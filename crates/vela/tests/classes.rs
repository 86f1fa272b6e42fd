//! Classes, data classes, enums, singletons, and annotation processors.

mod common;

use std::sync::Arc;

use common::*;
use vela::{
    Value,
    hir::{
        Block, ClassDecl, EnumEntryDecl, ExprKind, FieldDecl, FunDecl, MethodDecl, Param, PrimaryParam, PropertyKind,
        Stmt, StmtKind,
    },
    ops::BinOp,
    types::{ClassKind, Visibility},
};

fn this_expr() -> vela::hir::Expr {
    expr(ExprKind::This)
}

fn plain_class(name: &str) -> ClassDecl {
    ClassDecl {
        name: Arc::from(name),
        kind: ClassKind::Class,
        superclass: None,
        super_args: Vec::new(),
        interfaces: Vec::new(),
        is_abstract: false,
        is_sealed: false,
        is_data: false,
        primary_params: Vec::new(),
        fields: Vec::new(),
        methods: Vec::new(),
        getters: Vec::new(),
        ctors: Vec::new(),
        statics: Vec::new(),
        annotations: Vec::new(),
        enum_entries: Vec::new(),
    }
}

fn property_param(name: &str, kind: PropertyKind) -> PrimaryParam {
    PrimaryParam {
        name: Arc::from(name),
        property: Some(kind),
        default: None,
        visibility: Visibility::Public,
    }
}

fn method(name: &str, params: &[&str], body: Vec<Stmt>) -> MethodDecl {
    MethodDecl {
        fun: FunDecl {
            name: Arc::from(name),
            params: params.iter().map(|p| Param::required(*p)).collect(),
            body: Block::of(body),
            lambda: None,
        },
        visibility: Visibility::Public,
        is_abstract: false,
        is_default: false,
    }
}

fn class_stmt(decl: ClassDecl) -> Stmt {
    stmt(StmtKind::Class(Box::new(decl)))
}

#[test]
fn class_with_fields_and_methods() {
    // class Counter(var value) { fun bump(n) { this.value = this.value + n } }
    let mut decl = plain_class("Counter");
    decl.primary_params = vec![property_param("value", PropertyKind::Var)];
    decl.methods = vec![method(
        "bump",
        &["n"],
        vec![e(expr(ExprKind::Assign {
            target: Box::new(vela::hir::AssignTarget::Member {
                recv: this_expr(),
                name: Arc::from("value"),
            }),
            value: Box::new(bin(BinOp::Add, member(this_expr(), "value"), ident("n"))),
        }))],
    )];

    let (result, _) = run_script(
        vec![class_stmt(decl)],
        vec![
            val("c", call(ident("Counter"), vec![int(10)])),
            e(mcall(ident("c"), "bump", vec![int(5)])),
            e(mcall(ident("c"), "bump", vec![int(1)])),
            ret(member(ident("c"), "value")),
        ],
    );
    assert_int(&result, 16);
}

#[test]
fn field_initializers_run_in_order() {
    // class Box(val a) { val b = a + 1 }
    let mut decl = plain_class("Box");
    decl.primary_params = vec![property_param("a", PropertyKind::Val)];
    decl.fields = vec![FieldDecl {
        name: Arc::from("b"),
        mutable: false,
        visibility: Visibility::Public,
        init: Some(bin(BinOp::Add, ident("a"), int(1))),
    }];

    let (result, _) = run_script(
        vec![class_stmt(decl)],
        vec![ret(member(call(ident("Box"), vec![int(41)]), "b"))],
    );
    assert_int(&result, 42);
}

#[test]
fn data_class_equality_render_and_copy() {
    let mut decl = plain_class("Point");
    decl.is_data = true;
    decl.primary_params = vec![
        property_param("x", PropertyKind::Val),
        property_param("y", PropertyKind::Val),
    ];

    // equality is field-wise
    let (result, _) = run_script(
        vec![class_stmt(decl.clone())],
        vec![ret(bin(
            BinOp::Eq,
            call(ident("Point"), vec![int(1), int(2)]),
            call(ident("Point"), vec![int(1), int(2)]),
        ))],
    );
    assert!(result.unwrap().equals(&Value::Bool(true)));

    // rendering uses the data-class shape
    let (result, _) = run_script(
        vec![class_stmt(decl.clone())],
        vec![ret(call(
            ident("toString"),
            vec![call(ident("Point"), vec![int(1), int(2)])],
        ))],
    );
    assert_str(&result, "Point(x=1, y=2)");

    // copy replaces a positional prefix and keeps the rest
    let (result, _) = run_script(
        vec![class_stmt(decl.clone())],
        vec![ret(member(
            mcall(call(ident("Point"), vec![int(1), int(2)]), "copy", vec![int(9)]),
            "y",
        ))],
    );
    assert_int(&result, 2);

    // componentN destructuring
    let (result, _) = run_script(
        vec![class_stmt(decl)],
        vec![
            destructure(&["px", "py"], call(ident("Point"), vec![int(7), int(3)])),
            ret(bin(BinOp::Sub, ident("px"), ident("py"))),
        ],
    );
    assert_int(&result, 4);
}

#[test]
fn inheritance_dispatches_through_superclass() {
    // class Base { fun greet() = "base" }; class Sub : Base()
    let mut base = plain_class("Base");
    base.methods = vec![method("greet", &[], vec![e(s("base"))])];
    let mut sub = plain_class("Sub");
    sub.superclass = Some(Arc::from("Base"));

    let (result, _) = run_script(
        vec![class_stmt(base), class_stmt(sub)],
        vec![ret(mcall(call(ident("Sub"), vec![]), "greet", vec![]))],
    );
    assert_str(&result, "base");
}

#[test]
fn operator_overloading_plus() {
    // class Vec1(val v) { fun plus(other) = Vec1(this.v + other.v) }
    let mut decl = plain_class("Vec1");
    decl.primary_params = vec![property_param("v", PropertyKind::Val)];
    decl.methods = vec![method(
        "plus",
        &["other"],
        vec![e(call(
            ident("Vec1"),
            vec![bin(BinOp::Add, member(this_expr(), "v"), member(ident("other"), "v"))],
        ))],
    )];

    let (result, _) = run_script(
        vec![class_stmt(decl)],
        vec![ret(member(
            bin(
                BinOp::Add,
                call(ident("Vec1"), vec![int(2)]),
                call(ident("Vec1"), vec![int(3)]),
            ),
            "v",
        ))],
    );
    assert_int(&result, 5);
}

#[test]
fn compare_to_drives_ordering_operators() {
    // class Height(val cm) { fun compareTo(other) = this.cm - other.cm }
    let mut decl = plain_class("Height");
    decl.primary_params = vec![property_param("cm", PropertyKind::Val)];
    decl.methods = vec![method(
        "compareTo",
        &["other"],
        vec![e(bin(
            BinOp::Sub,
            member(this_expr(), "cm"),
            member(ident("other"), "cm"),
        ))],
    )];

    let (result, _) = run_script(
        vec![class_stmt(decl)],
        vec![ret(bin(
            BinOp::Lt,
            call(ident("Height"), vec![int(160)]),
            call(ident("Height"), vec![int(180)]),
        ))],
    );
    assert!(result.unwrap().equals(&Value::Bool(true)));
}

#[test]
fn custom_getter_is_auto_invoked() {
    // class Circle(val r) { val area get() = r * r }
    let mut decl = plain_class("Circle");
    decl.primary_params = vec![property_param("r", PropertyKind::Val)];
    decl.getters = vec![(
        Arc::from("area"),
        FunDecl {
            name: Arc::from("area"),
            params: Vec::new(),
            body: Block::of(vec![e(bin(
                BinOp::Mul,
                member(this_expr(), "r"),
                member(this_expr(), "r"),
            ))]),
            lambda: None,
        },
    )];

    let (result, _) = run_script(
        vec![class_stmt(decl)],
        vec![ret(member(call(ident("Circle"), vec![int(3)]), "area"))],
    );
    assert_int(&result, 9);
}

#[test]
fn enum_entries_values_and_value_of() {
    let mut decl = plain_class("Color");
    decl.kind = ClassKind::Enum;
    decl.enum_entries = vec![
        EnumEntryDecl {
            name: Arc::from("RED"),
            args: Vec::new(),
            overrides: Vec::new(),
        },
        EnumEntryDecl {
            name: Arc::from("GREEN"),
            args: Vec::new(),
            overrides: Vec::new(),
        },
        EnumEntryDecl {
            name: Arc::from("BLUE"),
            args: Vec::new(),
            overrides: Vec::new(),
        },
    ];

    // entry access, name and ordinal
    let (result, _) = run_script(
        vec![class_stmt(decl.clone())],
        vec![ret(member(member(ident("Color"), "GREEN"), "ordinal"))],
    );
    assert_int(&result, 1);

    let (result, _) = run_script(
        vec![class_stmt(decl.clone())],
        vec![ret(member(member(ident("Color"), "BLUE"), "name"))],
    );
    assert_str(&result, "BLUE");

    // values() size, valueOf identity
    let (result, _) = run_script(
        vec![class_stmt(decl.clone())],
        vec![ret(member(mcall(ident("Color"), "values", vec![]), "size"))],
    );
    assert_int(&result, 3);

    let (result, _) = run_script(
        vec![class_stmt(decl)],
        vec![ret(bin(
            BinOp::Eq,
            mcall(ident("Color"), "valueOf", vec![s("RED")]),
            member(ident("Color"), "RED"),
        ))],
    );
    assert!(result.unwrap().equals(&Value::Bool(true)));
}

#[test]
fn singleton_instance_is_shared() {
    // object Registry { var count } — INSTANCE created lazily, shared
    let mut decl = plain_class("Registry");
    decl.kind = ClassKind::Singleton;
    decl.fields = vec![FieldDecl {
        name: Arc::from("count"),
        mutable: true,
        visibility: Visibility::Public,
        init: Some(int(0)),
    }];
    decl.methods = vec![method(
        "bump",
        &[],
        vec![e(expr(ExprKind::Assign {
            target: Box::new(vela::hir::AssignTarget::Member {
                recv: this_expr(),
                name: Arc::from("count"),
            },),
            value: Box::new(bin(BinOp::Add, member(this_expr(), "count"), int(1))),
        }))],
    )];

    let (result, _) = run_script(
        vec![class_stmt(decl)],
        vec![
            e(mcall(ident("Registry"), "bump", vec![])),
            e(mcall(ident("Registry"), "bump", vec![])),
            ret(member(ident("Registry"), "count")),
        ],
    );
    assert_int(&result, 2);
}

#[test]
fn annotation_processor_sees_registered_class() {
    // registerAnnotationProcessor("Tagged", { cls -> seen = cls.name });
    // @Tagged class Thing
    let mut decl = plain_class("Thing");
    decl.annotations = vec![Arc::from("Tagged")];

    let (result, _) = run_script(
        Vec::new(),
        vec![
            var("seen", null()),
            e(call(
                ident("registerAnnotationProcessor"),
                vec![
                    s("Tagged"),
                    lambda(&["cls"], vec![e(assign("seen", member(ident("cls"), "name")))]),
                ],
            )),
            class_stmt(decl),
            ret(ident("seen")),
        ],
    );
    assert_str(&result, "Thing");
}

#[test]
fn visibility_blocks_private_members_from_outside() {
    let mut decl = plain_class("Vault");
    decl.fields = vec![FieldDecl {
        name: Arc::from("secret"),
        mutable: false,
        visibility: Visibility::Private,
        init: Some(int(99)),
    }];

    let (result, _) = run_script(
        vec![class_stmt(decl)],
        vec![ret(member(call(ident("Vault"), vec![]), "secret"))],
    );
    assert_eq!(result.unwrap_err().kind, vela::ExcKind::MemberNotAccessible);
}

• [How to complete this task]: Show each line of the listing that holds the string "None".

• [Reply]:
        superclass: None,
        default: None,
            lambda: None,
            lambda: None,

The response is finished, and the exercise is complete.